Huis Doorn (Dutch pronunciation: [ɦœyz ˈdoːr(ə)n];[5] English: House Doorn) is a manor house and national museum in the town of Doorn in the Netherlands. The residence has early 20th-century interiors from the time when former German Emperor Wilhelm II resided there (1919–1941).

Huis Doorn was first built in the 13th century. It was rebuilt in the 14th century, after it was destroyed. It was again rebuilt in the 19th century to its present-day form. The gardens were designed in the 19th century. After World War I, Wilhelm II bought the house, where he lived in exile from 1920 until his death in 1941. He is buried in a coffin within a mausoleum in the gardens. After the German occupation in World War II, the house was seized by the Dutch government as enemy property.

Huis Doorn is now a national museum and a national heritage site. The interior of the house has not been changed since Wilhelm II died. Every year in June, German monarchists come to Doorn to pay their respects to the emperor. In 2019, the museum had 54,000 visitors.[3]

Early history


The original structure was built in the 13th century,[6] but was destroyed and rebuilt in the 14th century.[7] It was again rebuilt in the late 18th century in a conservative manner and yet again, in the mid-19th century.

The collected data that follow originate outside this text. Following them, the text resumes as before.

//! compdash - command-line shell for the compiler dashboard API.
//!
//! Signs in, keeps the session on disk between runs and issues
//! authenticated requests through the core session manager.

use std::io::{self, Write};
use std::process::ExitCode;

use anyhow::{Context, Result};
use compdash_core::{ApiClient, Config, RequestOptions, SessionManager, SessionState};
use reqwest::Method;
use serde_json::Value;
use tracing::{debug, info};
use tracing_subscriber::{fmt, prelude::*, EnvFilter};

const USAGE: &str = "\
Usage: compdash <command> [args]

Commands:
  login [username]              Sign in
  register <username> [email]   Create an account and sign in
  logout                        Sign out and forget stored tokens
  status                        Show the current session
  whoami                        Fetch the signed-in user's profile
  get <path>                    GET a protected API path
  delete <path>                 DELETE a protected API path
  post <path> <json>            POST a JSON body to a protected API path

Environment:
  COMPDASH_API_BASE_URL         API base URL (default http://localhost:5000/api)
  COMPDASH_TOKEN_STORE          keyring | file | memory
  RUST_LOG                      Log filter (default warn)";

/// Initialize the tracing subscriber for logging
fn init_tracing() {
    // Use RUST_LOG env var to control log level (e.g., RUST_LOG=debug)
    let filter = EnvFilter::try_from_default_env().unwrap_or_else(|_| EnvFilter::new("warn"));

    tracing_subscriber::registry()
        .with(fmt::layer().with_writer(io::stderr))
        .with(filter)
        .init();
}

#[tokio::main]
async fn main() -> ExitCode {
    // Load .env file if present (silently ignore if not found)
    let _ = dotenvy::dotenv();

    init_tracing();

    let args: Vec<String> = std::env::args().skip(1).collect();
    match run(&args).await {
        Ok(code) => code,
        Err(e) => {
            eprintln!("Error: {:#}", e);
            ExitCode::FAILURE
        }
    }
}

async fn run(args: &[String]) -> Result<ExitCode> {
    let Some(command) = args.first() else {
        eprintln!("{}", USAGE);
        return Ok(ExitCode::FAILURE);
    };
    if command == "-h" || command == "--help" || command == "help" {
        println!("{}", USAGE);
        return Ok(ExitCode::SUCCESS);
    }

    let manager = connect().await?;
    let rest = &args[1..];

    match command.as_str() {
        "login" => login(&manager, rest.first().cloned()).await,
        "register" => register(&manager, rest).await,
        "logout" => {
            manager.sign_out().await;
            println!("Signed out.");
            Ok(ExitCode::SUCCESS)
        }
        "status" => {
            status(&manager);
            Ok(ExitCode::SUCCESS)
        }
        "whoami" => {
            require_session(&manager)?;
            let profile: Value = manager
                .request_json("/auth/profile", RequestOptions::get())
                .await?;
            println!("{}", serde_json::to_string_pretty(&profile)?);
            Ok(ExitCode::SUCCESS)
        }
        "get" => call(&manager, Method::GET, rest.first(), None).await,
        "delete" => call(&manager, Method::DELETE, rest.first(), None).await,
        "post" => {
            let body = match rest.get(1) {
                Some(raw) => {
                    Some(serde_json::from_str(raw).context("Request body is not valid JSON")?)
                }
                None => None,
            };
            call(&manager, Method::POST, rest.first(), body).await
        }
        other => {
            eprintln!("Unknown command '{}'\n\n{}", other, USAGE);
            Ok(ExitCode::FAILURE)
        }
    }
}

/// Load configuration, open the token store and resolve the startup session
async fn connect() -> Result<SessionManager> {
    let config = Config::load()
        .context("Failed to load config")?
        .apply_env()?;
    debug!(base_url = %config.api_base_url, storage = %config.storage, "Config loaded");

    let store = config.open_store()?;
    let api = ApiClient::from_config(&config)?;

    let manager = SessionManager::init(api, store).await;
    info!(state = ?manager.state(), "Session ready");
    Ok(manager)
}

fn require_session(manager: &SessionManager) -> Result<()> {
    if manager.is_authenticated() {
        Ok(())
    } else {
        Err(anyhow::anyhow!("Not signed in. Run `compdash login` first."))
    }
}

async fn login(manager: &SessionManager, username: Option<String>) -> Result<ExitCode> {
    let username = match username {
        Some(name) => name,
        None => prompt("Username: ")?,
    };
    let password = rpassword::prompt_password("Password: ")?;

    println!("\nAuthenticating...");
    match manager.login(&username, &password).await {
        Ok(_) => {
            println!("Login successful!");
            Ok(ExitCode::SUCCESS)
        }
        Err(e) => {
            eprintln!("Login failed: {}", e.user_message());
            Ok(ExitCode::FAILURE)
        }
    }
}

async fn register(manager: &SessionManager, args: &[String]) -> Result<ExitCode> {
    let Some(username) = args.first() else {
        eprintln!("Usage: compdash register <username> [email]");
        return Ok(ExitCode::FAILURE);
    };
    let email = args.get(1).cloned().unwrap_or_default();
    let password = rpassword::prompt_password("Password: ")?;
    let confirm = rpassword::prompt_password("Confirm password: ")?;
    if password != confirm {
        eprintln!("Passwords do not match");
        return Ok(ExitCode::FAILURE);
    }

    match manager.register(username, &password, &email).await {
        Ok(_) => {
            println!("Account created, you are signed in.");
            Ok(ExitCode::SUCCESS)
        }
        Err(e) => {
            eprintln!("Registration failed: {}", e.user_message());
            Ok(ExitCode::FAILURE)
        }
    }
}

fn status(manager: &SessionManager) {
    let session = manager.session();
    match session.state() {
        SessionState::Authenticated => {
            let name = session
                .user
                .as_ref()
                .and_then(|u| u.display_name())
                .unwrap_or("unknown user");
            println!("Signed in as {}", name);
            if let Some(since) = session.authenticated_at {
                println!("Verified at {}", since.format("%Y-%m-%d %H:%M:%S UTC"));
            }
        }
        SessionState::Unauthenticated => println!("Not signed in"),
        SessionState::Initializing => println!("Session is still initializing"),
    }
}

async fn call(
    manager: &SessionManager,
    method: Method,
    path: Option<&String>,
    body: Option<Value>,
) -> Result<ExitCode> {
    let Some(path) = path else {
        eprintln!("{}", USAGE);
        return Ok(ExitCode::FAILURE);
    };

    let mut options = RequestOptions::default().method(method);
    if let Some(body) = body {
        options = options.json(body);
    }

    let response = manager
        .request(path, options)
        .await
        .with_context(|| format!("Request to {} failed", path))?;
    let status = response.status();
    let text = response.text().await.context("Failed to read response body")?;

    // Pretty-print JSON bodies, pass anything else through
    let rendered = serde_json::from_str::<Value>(&text)
        .ok()
        .and_then(|v| serde_json::to_string_pretty(&v).ok())
        .unwrap_or(text);

    if status.is_success() {
        println!("{}", rendered);
        Ok(ExitCode::SUCCESS)
    } else {
        eprintln!("{}", status);
        if !rendered.is_empty() {
            eprintln!("{}", rendered);
        }
        Ok(ExitCode::FAILURE)
    }
}

fn prompt(label: &str) -> Result<String> {
    print!("{}", label);
    io::stdout().flush()?;

    let mut input = String::new();
    io::stdin().read_line(&mut input)?;
    Ok(input.trim().to_string())
}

A park which surrounds the building was laid out as what the Dutch describe as an English landscape garden at the start of the 19th century, but later adjusted by Wilhelm and others to add features including areas of woodland garden.[8]

Baroness Ella van Heemstra (1900–1984), the mother of actress Audrey Hepburn, spent much of her childhood living in the house.[9]

Residence of Wilhelm II

Hermine Reuss of Greiz and Wilhelm II at Huis Doorn in 1933
Mausoleum of Wilhelm II

The property was purchased for 500,000 guilders in 1919 by Wilhelm II, the last German Emperor (German:Kaiser), as his residence-in-exile (1920–1941), following his abdication after World War I.[10] Wilhelm's asylum in the Netherlands was based on family ties with Queen Wilhelmina, however Wilhelmina always refused to meet Wilhelm.[10] During his years in exile, he was allowed to travel freely within a 10-kilometre radius of his house, but journeys farther than that meant that advance notice had to be given to a local government official.[11] As he disliked having to kowtow to a minor official, he rarely journeyed beyond the "free" limit.[citation needed] The former Emperor regularly exercised by chopping down many of the estate's trees, splitting the logs into stacks of firewood, thereby denuding the matured landscape as the years progressed. Hence he was called by his enemies "The Woodchopper of Doorn".[9][10][12]

His first wife, Augusta nicknamed Dona, died at Huis Doorn 11 April 1921 and her body was taken back to Potsdam in Germany, where she was buried in the Antique Temple.[9] The funeral ceremony took place in Doorn.[13]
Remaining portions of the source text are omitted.